Personal information
- Born: December 4, 1917 Indianapolis, Indiana, U.S.
- Died: May 4, 1999 (aged 81) Carmel, Indiana, U.S.
- Listed height: 6 ft 1 in (1.85 m)
- Listed weight: 164 lb (74 kg)

Career information
- High school: Washington (Indianapolis, Indiana)
- College: Butler (1938–1941)
- Position: Guard / forward

Career history

Playing
- 1936–1937: Lawrenceville Trojans
- 1940–1941: Crawfordsville Merchants
- 1941–1942, 1945–1948: Indianapolis Kautskys
- 1950–1955: Indianapolis

Coaching
- 1946–1947: Indianapolis Kautskys
- 1946–1965: Butler (assistant)

= Bob Dietz =

American basketball player and coach

Robert Edward Dietz (December 4, 1917 – May 4, 1999) was an American professional basketball player.
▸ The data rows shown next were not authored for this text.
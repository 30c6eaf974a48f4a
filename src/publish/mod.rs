//! Publish module - commits an extracted backup into a git repository.
//!
//! Only https remotes are supported; credentials are embedded in the clone
//! URL and never written to logs or error output.

mod archive;
mod error;
mod git;
mod publisher;
mod remote;

#[cfg(test)]
pub(crate) use archive::fixtures::write_backup_zip;
pub use archive::{extract_zip, replace_dir};
pub use error::{PublishError, PublishResult};
#[cfg(test)]
pub use git::MockGitOps;
pub use git::{GitError, GitOps, RealGit};
pub use publisher::{PublishOutcome, Publisher, commit_message, project_dir_name};
pub use remote::AuthenticatedRemote;
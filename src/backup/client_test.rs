use crate::backup::fake_server::{ARCHIVE_BYTES, settings_for, spawn_fake_cvat};
use crate::backup::*;
use crate::config::Secret;
use std::sync::atomic::Ordering;
use std::time::Duration;
use tempfile::TempDir;

#[test]
fn test_archive_file_name() {
    assert_eq!(archive_file_name(42), "project_42_backup.zip");
    assert_eq!(archive_file_name(7), "project_7_backup.zip");
}

#[tokio::test]
async fn test_backup_project_polls_until_finished_and_downloads() {
    let cvat = spawn_fake_cvat(
        vec!["queued", "started", "finished"],
        Some("/files/project.zip"),
        None,
    )
    .await;
    let temp_dir = TempDir::new().unwrap();
    let save_dir = temp_dir.path().join("out");
    let settings = settings_for(&cvat.base_url, save_dir.clone());

    let client = BackupClient::new(&settings);
    let zip_path = client.backup_project(42, &save_dir).await.unwrap();

    assert_eq!(zip_path, save_dir.join("project_42_backup.zip"));
    assert_eq!(std::fs::read(&zip_path).unwrap(), ARCHIVE_BYTES);
    assert_eq!(cvat.exports.load(Ordering::SeqCst), 1);
    assert_eq!(cvat.polls.load(Ordering::SeqCst), 3);
    assert_eq!(cvat.downloads.load(Ordering::SeqCst), 1);

    let entries: Vec<_> = std::fs::read_dir(&save_dir).unwrap().collect();
    assert_eq!(entries.len(), 1);
}

#[tokio::test]
async fn test_failed_export_does_not_download() {
    let cvat = spawn_fake_cvat(
        vec!["queued", "failed"],
        Some("/files/project.zip"),
        Some("disk full"),
    )
    .await;
    let temp_dir = TempDir::new().unwrap();
    let settings = settings_for(&cvat.base_url, temp_dir.path().to_path_buf());

    let client = BackupClient::new(&settings);
    let err = client.backup_project(42, temp_dir.path()).await.unwrap_err();

    match err {
        BackupError::ExportFailed { message, .. } => assert_eq!(message, "disk full"),
        other => panic!("Expected ExportFailed, got {:?}", other),
    }
    assert_eq!(cvat.polls.load(Ordering::SeqCst), 2);
    assert_eq!(cvat.downloads.load(Ordering::SeqCst), 0);
    assert!(!temp_dir.path().join("project_42_backup.zip").exists());
}

#[tokio::test]
async fn test_unknown_status_stops_polling() {
    let cvat = spawn_fake_cvat(vec!["started", "paused"], None, None).await;
    let temp_dir = TempDir::new().unwrap();
    let settings = settings_for(&cvat.base_url, temp_dir.path().to_path_buf());

    let client = BackupClient::new(&settings);
    let err = client.wait_for_export("rq").await.unwrap_err();

    assert!(matches!(err, BackupError::UnknownStatus { ref status } if status == "paused"));
    assert_eq!(cvat.polls.load(Ordering::SeqCst), 2);
}

#[tokio::test]
async fn test_finished_without_result_url_is_error() {
    let cvat = spawn_fake_cvat(vec!["finished"], None, None).await;
    let temp_dir = TempDir::new().unwrap();
    let settings = settings_for(&cvat.base_url, temp_dir.path().to_path_buf());

    let client = BackupClient::new(&settings);
    let err = client.wait_for_export("rq").await.unwrap_err();

    assert!(matches!(err, BackupError::MissingResultUrl { .. }));
}

#[tokio::test]
async fn test_poll_timeout_gives_up_on_pending_export() {
    let cvat = spawn_fake_cvat(vec!["queued"], None, None).await;
    let temp_dir = TempDir::new().unwrap();
    let mut settings = settings_for(&cvat.base_url, temp_dir.path().to_path_buf());
    settings.poll_timeout = Some(Duration::from_millis(50));

    let client = BackupClient::new(&settings);
    let err = client.wait_for_export("rq").await.unwrap_err();

    assert!(matches!(err, BackupError::PollTimeout { .. }));
    assert!(cvat.polls.load(Ordering::SeqCst) >= 2);
}

#[tokio::test]
async fn test_start_export_surfaces_api_errors() {
    let cvat = spawn_fake_cvat(vec!["finished"], None, None).await;
    let temp_dir = TempDir::new().unwrap();
    let settings = settings_for(&cvat.base_url, temp_dir.path().to_path_buf());

    let client = BackupClient::new(&settings);
    let err = client.start_export(7).await.unwrap_err();

    match err {
        BackupError::Api { status, message } => {
            assert_eq!(status, 404);
            assert!(message.contains("Not found"));
        }
        other => panic!("Expected Api error, got {:?}", other),
    }
}

#[tokio::test]
async fn test_wrong_credentials_are_rejected() {
    let cvat = spawn_fake_cvat(vec!["finished"], None, None).await;
    let temp_dir = TempDir::new().unwrap();
    let mut settings = settings_for(&cvat.base_url, temp_dir.path().to_path_buf());
    settings.password = Secret::new("wrong");

    let client = BackupClient::new(&settings);
    let err = client.start_export(42).await.unwrap_err();

    assert!(matches!(err, BackupError::Api { status: 401, .. }));
    assert_eq!(cvat.exports.load(Ordering::SeqCst), 0);
}

#[tokio::test]
async fn test_connection_error_is_http_error() {
    let temp_dir = TempDir::new().unwrap();
    let settings = settings_for("http://127.0.0.1:9", temp_dir.path().to_path_buf());

    let client = BackupClient::new(&settings);
    let err = client.start_export(42).await.unwrap_err();

    assert!(matches!(err, BackupError::Http(_)));
}
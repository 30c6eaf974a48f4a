//! Wire types for the CVAT export request endpoints.

use serde::Deserialize;
use std::fmt;

use super::error::{BackupError, BackupResult};

/// State of a server-side export job, as far as this tool cares.
#[derive(Debug, Clone, Copy, PartialEq, Eq)]
pub enum ExportStatus {
    Pending,
    Finished,
    Failed,
}

impl ExportStatus {
    /// Map a raw CVAT request status onto the closed set of states.
    ///
    /// CVAT reports `queued` and `started` while the job is in flight.
    /// Anything outside the known values is an error instead of another
    /// round of polling.
    pub fn from_wire(raw: &str) -> BackupResult<Self> {
        match raw {
            "queued" | "started" => Ok(Self::Pending),
            "finished" => Ok(Self::Finished),
            "failed" => Ok(Self::Failed),
            other => Err(BackupError::UnknownStatus {
                status: other.to_string(),
            }),
        }
    }
}

impl fmt::Display for ExportStatus {
    fn fmt(&self, f: &mut fmt::Formatter<'_>) -> fmt::Result {
        let s = match self {
            Self::Pending => "pending",
            Self::Finished => "finished",
            Self::Failed => "failed",
        };
        f.write_str(s)
    }
}

/// Response of `POST /api/projects/{id}/backup/export`.
#[derive(Debug, Deserialize)]
pub struct ExportStarted {
    pub rq_id: String,
}

/// Response of `GET /api/requests/{rq_id}`.
#[derive(Debug, Clone, Deserialize)]
pub struct RequestDetails {
    pub status: String,
    #[serde(default)]
    pub message: Option<String>,
    #[serde(default)]
    pub result_url: Option<String>,
}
He played in the National Basketball League for the Indianapolis Kautskys for four seasons and averaged 4.6 points per game for his career. He served as a player-coach during the 1946–47 season.

Dietz served in the Navy during World War II. Aside from his playing career, he also coached Butler University's men's basketball and tennis teams, serving as an assistant in basketball and the head coach for tennis.